Never mind the obvious reality that the Founders did not draft the Constitution to suit the needs of militant mystics, or that the First Amendment makes such a thing an impossibility anyhow. As I stated in yesterday's article, Santorum is essentially cruising at his own altitude, with a platform that is in no way, shape, or form reflective of mainstream American politics, let alone the Republican Party. If his statements alone cannot convince prospective voters of this, then one must assume that they wish to thoroughly abandon their current climate of physical, social, and economic freedom, which untold millions have given their lives to foster and preserve.
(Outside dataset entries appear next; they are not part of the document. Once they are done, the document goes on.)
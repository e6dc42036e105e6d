//! Aegis hedge agent
//!
//! Polls the oracle, decides whether to hedge, and proves the decision
//! on-chain through `trigger_hedge`.

use anyhow::{Context, Result};
use clap::{ArgAction, Parser, Subcommand};
use std::sync::Arc;
use std::time::Duration;
use tracing_subscriber::{layer::SubscriberExt, util::SubscriberInitExt};

use aegis_agent::model::load_model;
use aegis_agent::oracle::HermesOracle;
use aegis_agent::submit::{
    initialize_config, parse_address, to_pubkey, ConfigInit, HedgeSubmitter, SolanaSubmitter,
};
use aegis_agent::vault::InputVault;
use aegis_agent::{Config, CycleOutcome, HedgePipeline, PipelineSettings};
use aegis_circuit::instruction::{initialize_config_call, GLOBAL_NAMESPACE};
use aegis_circuit::{
    discriminator, scale_price, FieldElement, HedgeProver, PrivateWitness, PublicInputs,
};

const WRAPPED_SOL_MINT: &str = "So11111111111111111111111111111111111111112";

#[derive(Parser)]
#[command(name = "aegis-agent")]
#[command(about = "Autonomous hedge agent with commitment proofs")]
struct Cli {
    #[command(subcommand)]
    command: Commands,
}

#[derive(Subcommand)]
enum Commands {
    /// Poll the oracle and hedge until interrupted
    Run {
        /// Override POLL_INTERVAL_SECONDS
        #[arg(long, value_parser = clap::value_parser!(u64).range(1..))]
        poll_interval: Option<u64>,

        /// Build transactions without sending them
        #[arg(long)]
        dry_run: bool,
    },

    /// Run a single hedge cycle
    Once {
        #[arg(long)]
        dry_run: bool,
    },

    /// Generate a proof from explicit inputs
    Prove {
        #[arg(long)]
        volatility: f64,

        /// Yield threshold scaled by 1e10
        #[arg(long, default_value_t = 500_000_000)]
        threshold: i128,

        #[arg(long, default_value_t = true, action = ArgAction::Set)]
        decision: bool,

        /// Oracle price as a decimal (scaled by 1e8)
        #[arg(long)]
        price: f64,
    },

    /// Verify a hex-encoded proof against public inputs
    Verify {
        #[arg(long)]
        proof_hex: String,

        /// Commitment, decimal or 0x-prefixed hex
        #[arg(long)]
        commitment: String,

        #[arg(long)]
        price: f64,
    },

    /// Print an instruction discriminator
    Discriminator {
        name: String,

        #[arg(long, default_value = GLOBAL_NAMESPACE)]
        namespace: String,
    },

    /// Create the program's global config account
    InitConfig {
        /// Minimum collateral ratio (8 decimals, 150% = 150000000)
        #[arg(long, default_value_t = 150_000_000)]
        min_ratio: u64,

        #[arg(long = "collateral")]
        collaterals: Vec<String>,

        #[arg(long = "oracle")]
        oracles: Vec<String>,

        #[arg(long, default_value = WRAPPED_SOL_MINT)]
        mint: String,

        #[arg(long)]
        dry_run: bool,
    },

    /// Print a fresh vault key
    Keygen,
}

#[tokio::main]
async fn main() -> Result<()> {
    // Initialize tracing
    tracing_subscriber::registry()
        .with(
            tracing_subscriber::EnvFilter::try_from_default_env()
                .unwrap_or_else(|_| "aegis_agent=info,aegis_circuit=info".into()),
        )
        .with(tracing_subscriber::fmt::layer())
        .init();

    dotenvy::dotenv().ok();
    let cli = Cli::parse();

    match cli.command {
        Commands::Run { poll_interval, dry_run } => {
            let mut config = Config::from_env()?;
            config.dry_run |= dry_run;
            let interval =
                Duration::from_secs(poll_interval.unwrap_or(config.poll_interval_seconds));

            let mut pipeline = build_pipeline(&config)?;
            tracing::info!(
                interval_secs = interval.as_secs(),
                cooldown_secs = config.hedge_cooldown_seconds,
                dry_run = config.dry_run,
                "Starting hedge loop"
            );

            tokio::select! {
                _ = pipeline.run(interval) => {}
                _ = tokio::signal::ctrl_c() => tracing::info!("Shutting down"),
            }
        }

        Commands::Once { dry_run } => {
            let mut config = Config::from_env()?;
            config.dry_run |= dry_run;

            let mut pipeline = build_pipeline(&config)?;
            match pipeline.cycle().await? {
                CycleOutcome::NoHedge => println!("No hedge"),
                CycleOutcome::RateLimited { remaining } => {
                    println!("Rate limited, {}s remaining", remaining.as_secs())
                }
                CycleOutcome::ProofRejected(report) => println!("Proof rejected: {}", report),
                CycleOutcome::DryRun(call) => {
                    println!("Dry run: {} accounts", call.accounts.len());
                    println!("Data: {}", hex::encode(&call.data));
                }
                CycleOutcome::Submitted { signature } => {
                    println!("Submitted: {}", signature);
                    println!(
                        "Explorer: https://explorer.solana.com/tx/{}?cluster=devnet",
                        signature
                    );
                }
            }
        }

        Commands::Prove { volatility, threshold, decision, price } => {
            let prover = HedgeProver::default();
            let witness = PrivateWitness::from_raw(volatility, threshold, decision)?;
            let public = PublicInputs {
                commitment: prover.commit_witness(&witness),
                oracle_price: scale_price(price)?,
            };

            let proof = prover.generate(&witness, &public);
            let bytes = aegis_circuit::serialize(&proof)?;

            println!("{}", serde_json::to_string_pretty(&proof)?);
            println!("Commitment: {}", public.commitment.to_hex());
            println!("Proof: {}", hex::encode(bytes));
        }

        Commands::Verify { proof_hex, commitment, price } => {
            let bytes =
                hex::decode(proof_hex.trim_start_matches("0x")).context("Invalid proof hex")?;
            let public = PublicInputs {
                commitment: FieldElement::parse(&commitment).context("Invalid commitment")?,
                oracle_price: scale_price(price)?,
            };

            let report = HedgeProver::default().verify_bytes(&bytes, &public)?;
            println!("{}", report);
            if !report.is_valid() {
                anyhow::bail!("Proof verification failed");
            }
        }

        Commands::Discriminator { name, namespace } => {
            println!("{}", hex::encode(discriminator(&namespace, &name)));
        }

        Commands::InitConfig { min_ratio, collaterals, oracles, mint, dry_run } => {
            let config = Config::from_env()?;
            let program_id = parse_address(&config.program_id)?;
            let submitter =
                SolanaSubmitter::from_keypair_file(&config.rpc_url, &config.wallet_keypair_path)?;

            let collaterals = collaterals
                .iter()
                .map(|s| parse_address(s))
                .collect::<Result<Vec<_>, _>>()?;
            let oracles = oracles
                .iter()
                .map(|s| parse_address(s))
                .collect::<Result<Vec<_>, _>>()?;

            let call = initialize_config_call(
                submitter.deriver(),
                &program_id,
                &submitter.caller(),
                &parse_address(&mint)?,
                &config.pda_seeds(),
                min_ratio,
                &collaterals,
                &oracles,
            )?;

            let config_pda = call.accounts[0].address;
            println!("Config PDA: {}", to_pubkey(&config_pda));

            match initialize_config(&submitter, &call, dry_run || config.dry_run).await? {
                ConfigInit::DryRun => println!("Data: {}", hex::encode(&call.data)),
                ConfigInit::AlreadyInitialized => println!("Config account already initialized"),
                ConfigInit::Initialized { signature } => {
                    println!("Config initialized: {}", signature)
                }
            }
        }

        Commands::Keygen => {
            println!("{}", hex::encode(InputVault::generate_key()));
        }
    }

    Ok(())
}

fn build_pipeline(config: &Config) -> Result<HedgePipeline> {
    let program_id = parse_address(&config.program_id)?;

    let oracle = Arc::new(HermesOracle::new(&config.hermes_url, &config.asset_id)?);
    let model = load_model(config.model_path.as_deref())?;
    let vault = match &config.vault_key {
        Some(key) => InputVault::from_hex(key)?,
        None => InputVault::ephemeral(),
    };
    let submitter = Arc::new(
        SolanaSubmitter::from_keypair_file(&config.rpc_url, &config.wallet_keypair_path)
            .context("Failed to load wallet")?,
    );

    tracing::info!(
        wallet = %to_pubkey(&submitter.caller()),
        program = %config.program_id,
        asset = %config.asset_id,
        "Agent initialized"
    );

    Ok(HedgePipeline::new(
        oracle,
        model,
        vault,
        submitter,
        PipelineSettings::from_config(config, program_id),
    ))
}
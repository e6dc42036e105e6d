//! Error types for the hedge circuit

use thiserror::Error;

/// Failure to lift a raw value into the field
#[derive(Error, Debug, Clone, PartialEq)]
pub enum FieldError {
    #[error("Cannot scale non-finite value {0} into the field")]
    NonFinite(f64),
}

/// Proof buffer encode/decode failures
#[derive(Error, Debug, Clone, PartialEq, Eq)]
pub enum CodecError {
    #[error("Field element `{field}` does not fit in 32 bytes")]
    FieldOverflow { field: &'static str },

    #[error("Oracle price {0} does not fit in 8 bytes")]
    PriceOverflow(u128),

    #[error("Proof buffer too short: {len} bytes (expected at least 200)")]
    BufferTooShort { len: usize },
}

/// Proof generation failures
#[derive(Error, Debug, Clone, PartialEq)]
pub enum ProofError {
    #[error("Invalid private input: {0}")]
    Field(#[from] FieldError),

    #[error("Oracle price {0} cannot be scaled to an integer")]
    InvalidPrice(f64),

    #[error("Proof encoding failed: {0}")]
    Codec(#[from] CodecError),
}

/// Instruction payload assembly failures
#[derive(Error, Debug, Clone, PartialEq, Eq)]
pub enum InstructionError {
    #[error("{what} length {len} exceeds u32 length prefix")]
    LengthOverflow { what: &'static str, len: usize },

    #[error("Too few shares: got {got}, need {threshold}")]
    TooFewShares { got: usize, threshold: usize },
}
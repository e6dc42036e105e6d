//! Auxiliary 2-of-3 shares attached to `trigger_hedge`
//!
//! This is a fixed byte transform kept for wire parity with the program's
//! `mpc_shares` argument. Shares are trivially invertible and carry no
//! secrecy.

use crate::error::InstructionError;

/// Secret split into the shares sent with every hedge
pub const DEFAULT_SECRET: &[u8] = b"hedge_decision";

/// Minimum shares the program requires when any are supplied
pub const SHARE_THRESHOLD: usize = 2;

/// s1[i] = b+i, s2[i] = b+i+1 (mod 256), s3[i] = b ^ s1[i] ^ s2[i]
pub fn split_shares(secret: &[u8]) -> [Vec<u8>; 3] {
    let first: Vec<u8> = secret
        .iter()
        .enumerate()
        .map(|(i, &b)| b.wrapping_add(i as u8))
        .collect();
    let second: Vec<u8> = secret
        .iter()
        .enumerate()
        .map(|(i, &b)| b.wrapping_add(i as u8).wrapping_add(1))
        .collect();
    let third = secret
        .iter()
        .zip(first.iter().zip(&second))
        .map(|(&b, (&s1, &s2))| b ^ s1 ^ s2)
        .collect();

    [first, second, third]
}

/// XOR every share into a buffer as long as the longest share
pub fn reconstruct_shares(
    shares: &[Vec<u8>],
    threshold: usize,
) -> Result<Vec<u8>, InstructionError> {
    if shares.len() < threshold {
        return Err(InstructionError::TooFewShares {
            got: shares.len(),
            threshold,
        });
    }

    let len = shares.iter().map(Vec::len).max().unwrap_or(0);
    let mut secret = vec![0u8; len];
    for share in shares {
        for (out, byte) in secret.iter_mut().zip(share) {
            *out ^= byte;
        }
    }
    Ok(secret)
}

#[cfg(test)]
mod tests {
    use super::*;

    #[test]
    fn test_share_bytes() {
        let [s1, s2, s3] = split_shares(b"ab");
        assert_eq!(s1, vec![b'a', b'b' + 1]);
        assert_eq!(s2, vec![b'a' + 1, b'b' + 2]);
        assert_eq!(s3[0], b'a' ^ b'a' ^ (b'a' + 1));
    }

    #[test]
    fn test_wraps_mod_256() {
        let [s1, s2, _] = split_shares(&[0xff, 0xff]);
        assert_eq!(s1, vec![0xff, 0x00]);
        assert_eq!(s2, vec![0x00, 0x01]);
    }

    #[test]
    fn test_reconstruct_recovers_secret() {
        let shares = split_shares(DEFAULT_SECRET).to_vec();
        assert_eq!(reconstruct_shares(&shares, SHARE_THRESHOLD).unwrap(), DEFAULT_SECRET);
    }

    #[test]
    fn test_reconstruct_needs_threshold() {
        let shares = vec![vec![1u8, 2, 3]];
        assert_eq!(
            reconstruct_shares(&shares, SHARE_THRESHOLD),
            Err(InstructionError::TooFewShares { got: 1, threshold: 2 })
        );
    }

    #[test]
    fn test_reconstruct_uneven_lengths() {
        let shares = vec![vec![0x0f], vec![0xf0, 0x01]];
        assert_eq!(reconstruct_shares(&shares, 2).unwrap(), vec![0xff, 0x01]);
    }
}
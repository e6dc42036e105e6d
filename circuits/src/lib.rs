//! Aegis hedge circuit
//!
//! Proves that an agent's hedge decision was derived from committed private
//! inputs and a public oracle price, then packs the proof into the
//! `trigger_hedge` instruction understood by the on-chain program.
//!
//! ## pipeline
//!
//! ```text
//! witness ──commit──► commitment ─┐
//!                                 ├─► generate ─► Proof ─► serialize ─► [u8; 256]
//! oracle price ───────────────────┘                                        │
//!                                                  build_call_payload ◄─────┘
//! ```
//!
//! Everything here is synchronous and free of I/O.

pub mod codec;
pub mod error;
pub mod field;
pub mod instruction;
pub mod poseidon;
pub mod proof;
pub mod shares;

pub use codec::{deserialize, serialize, ProofBuffer, MEANINGFUL_LEN, PROOF_LEN};
pub use error::{CodecError, FieldError, InstructionError, ProofError};
pub use field::{modulus, FieldElement};
pub use instruction::{
    build_call_payload, build_initialize_config, discriminator, trigger_hedge_accounts, AccountSpec,
    Address, AddressDeriver, PdaSeeds, ProgramCall, SYSTEM_PROGRAM_ADDRESS,
};
pub use poseidon::{PoseidonHasher, PoseidonParams};
pub use proof::{
    scale_price, HedgeProver, PrivateWitness, Proof, PublicInputs, VerificationReport,
    VerifyFailure,
};
pub use shares::{reconstruct_shares, split_shares};
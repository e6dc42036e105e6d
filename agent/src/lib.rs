//! Autonomous hedge agent
//!
//! Samples a Pyth price feed, runs a decision model over derived yield and
//! volatility, and when a hedge is warranted proves the decision with the
//! `aegis-circuit` commitment proof and submits `trigger_hedge` to Solana.

pub mod config;
pub mod error;
pub mod model;
pub mod oracle;
pub mod pipeline;
pub mod submit;
pub mod vault;

pub use config::Config;
pub use error::{AgentError, Result};
pub use pipeline::{CycleOutcome, HedgeCooldown, HedgePipeline, PipelineSettings};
An essential fact with which most self-described conservatives must come to terms is this: a Christianist caliphate is no better than the more commonly described Islamist one. History shows that any government using the former as a basis for rule, from imperial Spain to the Byzantine Empire, has elevated slavery, in the physical, intellectual, and spiritual senses, to the level of standard public policy. The same holds true for Islamism, but such a thing is already common knowledge. What could possibly make otherwise reasonable individuals assume that America would have a prosperous fate at the hands of theistic totalitarianism?
This is the core reason why Santorum must not be victorious in his quest for the Oval Office. While I do not believe that he consciously harbors evil intentions for the United States, his ideology put into practice can only result in sheer terror. As the old saying goes, the road to hell is paved with good intentions. Hopefully, another candidate will be able to halt Santorum's momentum, allowing him to return to his rightful status as a startling eccentricity in the American political scene.
On to New Hampshire as the three ring circus devolves into a flash mob.